Source records:
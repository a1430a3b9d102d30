use leptos::{html, prelude::*};

use super::motion::use_typewriter;
use crate::content::portfolio;

pub const TERMINAL_SCRIPT: &[&str] = &[
    "$ curl -s https://api.github.com/users/cypherpunkx/repos",
    "[",
    r#"  { "name": "go-gin-api", "language": "Go" },"#,
    r#"  { "name": "react-dashboard", "language": "TypeScript" },"#,
    r#"  { "name": "mysql-optimizer", "language": "JavaScript" }"#,
    "]",
    "$ _",
];

#[component]
pub fn Hero() -> impl IntoView {
    let portfolio = portfolio();
    let term_ref = NodeRef::<html::Pre>::new();
    use_typewriter(term_ref, TERMINAL_SCRIPT);

    view! {
        <section class="relative my-12 sm:my-16 lg:my-24 grid grid-cols-12 gap-3">
            <div class="col-span-12 lg:col-span-7 relative z-10">
                <h1 class="hero-heading text-5xl sm:text-7xl leading-none font-black tracking-tight outlined p-2">
                    {portfolio.headline.clone()}
                </h1>
                <p class="hero-subtitle mt-4 text-lg sm:text-xl outlined p-2">
                    {portfolio.tagline.clone()}
                </p>
                <div class="mt-6 flex gap-3">
                    <a
                        href=portfolio.resume.href.clone()
                        download=portfolio.resume.file_name.clone()
                        class="outlined px-4 py-3 text-base font-medium hover:bg-black hover:text-white"
                        aria-label="Get Resume"
                    >
                        "Get Resume"
                    </a>
                    <a
                        href="#features"
                        class="outlined px-4 py-3 text-base font-medium hover:bg-black hover:text-white"
                        aria-label="View Work"
                    >
                        "View Work"
                    </a>
                </div>
            </div>

            <div class="col-span-12 lg:col-span-5 relative min-h-[260px] sm:min-h-[320px]">
                <pre
                    node_ref=term_ref
                    aria-label="Live terminal demo"
                    class="terminal absolute inset-0 overflow-auto p-4 text-sm"
                ></pre>
            </div>
        </section>
    }
}

#[cfg(test)]
mod tests {
    use super::*;
    use crate::motion::{Cursor, Script};

    #[test]
    fn test_terminal_script_types_out_fully() {
        let script = Script::new(TERMINAL_SCRIPT);
        let mut cursor = Cursor::new();
        while !cursor.is_done(&script) {
            cursor.step(&script);
        }
        assert_eq!(cursor.output(), script.rendered());
        assert_eq!(cursor.output(), TERMINAL_SCRIPT.join("\n"));
        assert!(cursor.output().ends_with("$ _"));
    }
}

# Problem:
Only the data above, repeated exactly, should make up the reply.

# Response below:
repository a1430a3b9d102d30
use leptos::{html, prelude::*};

use super::motion::use_typewriter;
use crate::content::portfolio;

pub const TERMINAL_SCRIPT: &[&str] = &[
    "$ curl -s https://api.github.com/users/cypherpunkx/repos",
    "[",
    r#"  { "name": "go-gin-api", "language": "Go" },"#,
    r#"  { "name": "react-dashboard", "language": "TypeScript" },"#,
    r#"  { "name": "mysql-optimizer", "language": "JavaScript" }"#,
    "]",
    "$ _",
];

#[component]
pub fn Hero() -> impl IntoView {
    let portfolio = portfolio();
    let term_ref = NodeRef::<html::Pre>::new();
    use_typewriter(term_ref, TERMINAL_SCRIPT);

    view! {
        <section class="relative my-12 sm:my-16 lg:my-24 grid grid-cols-12 gap-3">
            <div class="col-span-12 lg:col-span-7 relative z-10">
                <h1 class="hero-heading text-5xl sm:text-7xl leading-none font-black tracking-tight outlined p-2">
                    {portfolio.headline.clone()}
                </h1>
                <p class="hero-subtitle mt-4 text-lg sm:text-xl outlined p-2">
                    {portfolio.tagline.clone()}
                </p>
                <div class="mt-6 flex gap-3">
                    <a
                        href=portfolio.resume.href.clone()
                        download=portfolio.resume.file_name.clone()
                        class="outlined px-4 py-3 text-base font-medium hover:bg-black hover:text-white"
                        aria-label="Get Resume"
                    >
                        "Get Resume"
                    </a>
                    <a
                        href="#features"
                        class="outlined px-4 py-3 text-base font-medium hover:bg-black hover:text-white"
                        aria-label="View Work"
                    >
                        "View Work"
                    </a>
                </div>
            </div>

            <div class="col-span-12 lg:col-span-5 relative min-h-[260px] sm:min-h-[320px]">
                <pre
                    node_ref=term_ref
                    aria-label="Live terminal demo"
                    class="terminal absolute inset-0 overflow-auto p-4 text-sm"
                ></pre>
            </div>
        </section>
    }
}

#[cfg(test)]
mod tests {
    use super::*;
    use crate::motion::{Cursor, Script};

    #[test]
    fn test_terminal_script_types_out_fully() {
        let script = Script::new(TERMINAL_SCRIPT);
        let mut cursor = Cursor::new();
        while !cursor.is_done(&script) {
            cursor.step(&script);
        }
        assert_eq!(cursor.output(), script.rendered());
        assert_eq!(cursor.output(), TERMINAL_SCRIPT.join("\n"));
        assert!(cursor.output().ends_with("$ _"));
    }
}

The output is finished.